**Data for the task:**
↓
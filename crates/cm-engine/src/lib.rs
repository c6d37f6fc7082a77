//! `cm-engine` — the two execution engines of the `rust_cm` framework.
//!
//! # Crate layout
//!
//! | Module         | Contents                                                  |
//! |----------------|-----------------------------------------------------------|
//! | [`order`]      | Topological task ordering (Kahn's algorithm)              |
//! | [`sync`]       | `SyncExecutor` — dependency-ordered round loop            |
//! | [`matcher`]    | `TriggerMatcher` — per-event task readiness               |
//! | [`event_loop`] | `EventExecutor` — discrete-event simulation loop          |
//! | [`record`]     | `StepRecord`, `RunReport` — per-step snapshots + trace    |
//! | [`observer`]   | `RunObserver` callbacks, `NoopObserver`                   |
//! | [`error`]      | `EngineError`, `EngineResult<T>`                          |
//!
//! # The two models
//!
//! **Synchronous**: tasks are topologically ordered over `depends_on` once,
//! then every round runs them sequentially in that order.  Fully
//! deterministic given a fixed input sequence.
//!
//! **Event-driven**: a `(time, priority, sequence)`-ordered queue drives a
//! simulated clock.  All tasks matched by one processed event dispatch
//! concurrently (with the `parallel` feature, bounded by
//! `RunConfig::max_workers`) and join before the next event — the only
//! synchronization barrier.  Tasks racing on the same state key resolve
//! last-applied-wins with no locking: observing such races is a use case,
//! not a defect.
//!
//! # Cargo features
//!
//! | Feature    | Effect                                                   |
//! |------------|----------------------------------------------------------|
//! | `parallel` | (default) Rayon fan-out for co-triggered task dispatch.  |

pub mod error;
pub mod event_loop;
pub mod matcher;
pub mod observer;
pub mod order;
pub mod record;
pub mod sync;

#[cfg(test)]
mod tests;

pub use error::{EngineError, EngineResult};
pub use event_loop::{EventExecutor, RunState};
pub use matcher::TriggerMatcher;
pub use observer::{NoopObserver, RunObserver};
pub use order::topological_order;
pub use record::{RunReport, StepRecord};
pub use sync::SyncExecutor;
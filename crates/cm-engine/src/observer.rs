//! Run observer callbacks for progress reporting and log collection.

use crate::{RunReport, StepRecord};

/// Callbacks invoked by both executors at the boundaries of a run.
///
/// All methods have default no-op implementations so implementors only need
/// to override what they care about.  The execution-log collaborator plugs
/// in here: `on_step` receives each snapshot as soon as the unit of work
/// completes, including the steps leading up to an aborted run.
///
/// # Example — progress printer
///
/// ```rust,ignore
/// struct ProgressPrinter;
///
/// impl RunObserver for ProgressPrinter {
///     fn on_step(&mut self, record: &StepRecord) {
///         if record.index % 1000 == 0 {
///             println!("step {}", record.index);
///         }
///     }
/// }
/// ```
pub trait RunObserver {
    /// Called once before the first unit of work.
    fn on_run_start(&mut self) {}

    /// Called after each completed round or processed event.
    fn on_step(&mut self, _record: &StepRecord) {}

    /// Called once after the run completes normally.  Not called for
    /// aborted runs — the executor's returned error reports those.
    fn on_run_end(&mut self, _report: &RunReport) {}
}

/// A [`RunObserver`] that does nothing.  Use when you only need the
/// returned [`RunReport`].
pub struct NoopObserver;

impl RunObserver for NoopObserver {}
//! Error types for cm-engine.
//!
//! Definition errors arrive wrapped as [`ModelError`]s, configuration
//! errors as [`CmError::Config`], and action failures as the two
//! `TaskFailed*` variants carrying where the failure happened.  Invariant
//! violations (time moving backward) are engine bugs and panic instead.

use std::time::Duration;

use thiserror::Error;

use cm_core::{CmError, SimTime};
use cm_model::{ActionError, ComponentKind, ModelError};

#[derive(Debug, Error)]
pub enum EngineError {
    #[error(transparent)]
    Core(#[from] CmError),

    #[error(transparent)]
    Model(#[from] ModelError),

    #[error("component '{component}' is {actual:?}, but this executor requires {required:?}")]
    WrongKind {
        component: String,
        required:  ComponentKind,
        actual:    ComponentKind,
    },

    #[error("missing required input '{input}' in round {round}")]
    MissingInput { input: String, round: u64 },

    #[error("task '{task}' failed in round {round}: {source}")]
    TaskFailedInRound {
        task:  String,
        round: u64,
        source: ActionError,
    },

    #[error("task '{task}' failed on event '{event}' at {time}: {source}")]
    TaskFailedOnEvent {
        task:  String,
        event: String,
        time:  SimTime,
        source: ActionError,
    },

    #[error("run exceeded the wall-clock timeout of {0:?}")]
    WallClockTimeout(Duration),
}

pub type EngineResult<T> = Result<T, EngineError>;
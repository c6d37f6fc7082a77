//! Dynamic values, state maps, and opaque state predicates.
//!
//! Component state, inputs, outputs, and event payloads are all dynamic
//! JSON-like values: a component definition declares `count: 0` or
//! `label: "idle"` without a schema language, and task actions read and
//! write them untyped.  `serde_json::Value` covers exactly that shape and
//! serializes for free in the execution log.
//!
//! `StateMap` is insertion-ordered (`IndexMap`) so a component's declared
//! field order survives into snapshots and exports.

use std::fmt;
use std::sync::Arc;

use indexmap::IndexMap;

/// A dynamic value: null, bool, number, string, array, or object.
pub type Value = serde_json::Value;

/// Named values in declaration order — state, inputs, or outputs.
pub type StateMap = IndexMap<String, Value>;

// ── StatePredicate ────────────────────────────────────────────────────────────

/// An opaque boolean condition over component state.
///
/// Used both as a run stop condition and inside `Condition` triggers.  The
/// closure form keeps the framework free of any expression language: an
/// embedder may back this with a hand-written closure, a compiled expression
/// tree, or anything else that can look at a [`StateMap`].
///
/// Cheap to clone (an `Arc`), callable from any thread.
#[derive(Clone)]
pub struct StatePredicate(Arc<dyn Fn(&StateMap) -> bool + Send + Sync>);

impl StatePredicate {
    pub fn new<F>(f: F) -> Self
    where
        F: Fn(&StateMap) -> bool + Send + Sync + 'static,
    {
        StatePredicate(Arc::new(f))
    }

    /// Evaluate the predicate against `state`.
    #[inline]
    pub fn eval(&self, state: &StateMap) -> bool {
        (self.0)(state)
    }
}

impl fmt::Debug for StatePredicate {
    fn fmt(&self, f: &mut fmt::Formatter<'_>) -> fmt::Result {
        f.write_str("StatePredicate(..)")
    }
}
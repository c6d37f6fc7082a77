//! `EventQueue` — the pending-event priority structure.
//!
//! # Ordering
//!
//! `pop()` always returns the event with the lexicographically smallest
//! `(time, priority, sequence)` key.  The sequence number is assigned at
//! push time and strictly increases, so two events at the same time and
//! priority come out in the order they went in.  That FIFO tie-break is
//! load-bearing: a task that re-emits its own triggering event with zero
//! delay must produce the same trace on every run.
//!
//! # Performance note
//!
//! A `BinaryHeap` of key-wrapped entries gives O(log n) push and pop.  Rust's
//! heap is a max-heap, so entries are wrapped in `Reverse`.

use std::cmp::Reverse;
use std::collections::BinaryHeap;

use cm_core::SimTime;

use crate::Event;

/// Heap entry carrying the full tie-break key alongside the event.
///
/// `Ord` compares `(time, priority, seq)` only; the event itself never
/// participates in comparisons.
struct Entry {
    time:     SimTime,
    priority: i32,
    seq:      u64,
    event:    Event,
}

impl PartialEq for Entry {
    fn eq(&self, other: &Self) -> bool {
        self.cmp(other) == std::cmp::Ordering::Equal
    }
}

impl Eq for Entry {}

impl PartialOrd for Entry {
    fn partial_cmp(&self, other: &Self) -> Option<std::cmp::Ordering> {
        Some(self.cmp(other))
    }
}

impl Ord for Entry {
    fn cmp(&self, other: &Self) -> std::cmp::Ordering {
        (self.time, self.priority, self.seq).cmp(&(other.time, other.priority, other.seq))
    }
}

/// A mutable min-queue of pending events, owned exclusively by the
/// event-driven executor.
#[derive(Default)]
pub struct EventQueue {
    heap:     BinaryHeap<Reverse<Entry>>,
    next_seq: u64,
}

impl EventQueue {
    pub fn new() -> Self {
        Self::default()
    }

    /// Enqueue `event`, assigning it the next sequence number.
    pub fn push(&mut self, event: Event) {
        let entry = Entry {
            time:     event.time,
            priority: event.priority,
            seq:      self.next_seq,
            event,
        };
        self.next_seq += 1;
        self.heap.push(Reverse(entry));
    }

    /// Remove and return the minimum-key event, or `None` when empty.
    pub fn pop(&mut self) -> Option<Event> {
        self.heap.pop().map(|Reverse(entry)| entry.event)
    }

    /// The minimum-key event without removing it.
    pub fn peek(&self) -> Option<&Event> {
        self.heap.peek().map(|Reverse(entry)| &entry.event)
    }

    pub fn len(&self) -> usize {
        self.heap.len()
    }

    pub fn is_empty(&self) -> bool {
        self.heap.is_empty()
    }

    /// Drop all pending events.  The sequence counter keeps counting — old
    /// and new events must never compare equal on the tie-break key.
    pub fn clear(&mut self) {
        self.heap.clear();
    }
}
↑
**What this task involves:** All lines with the word "same" must be located in the data and copied.

**Exercise solution:**
//! synchronization barrier.  Tasks racing on the same state key resolve
//! push time and strictly increases, so two events at the same time and
//! delay must produce the same trace on every run.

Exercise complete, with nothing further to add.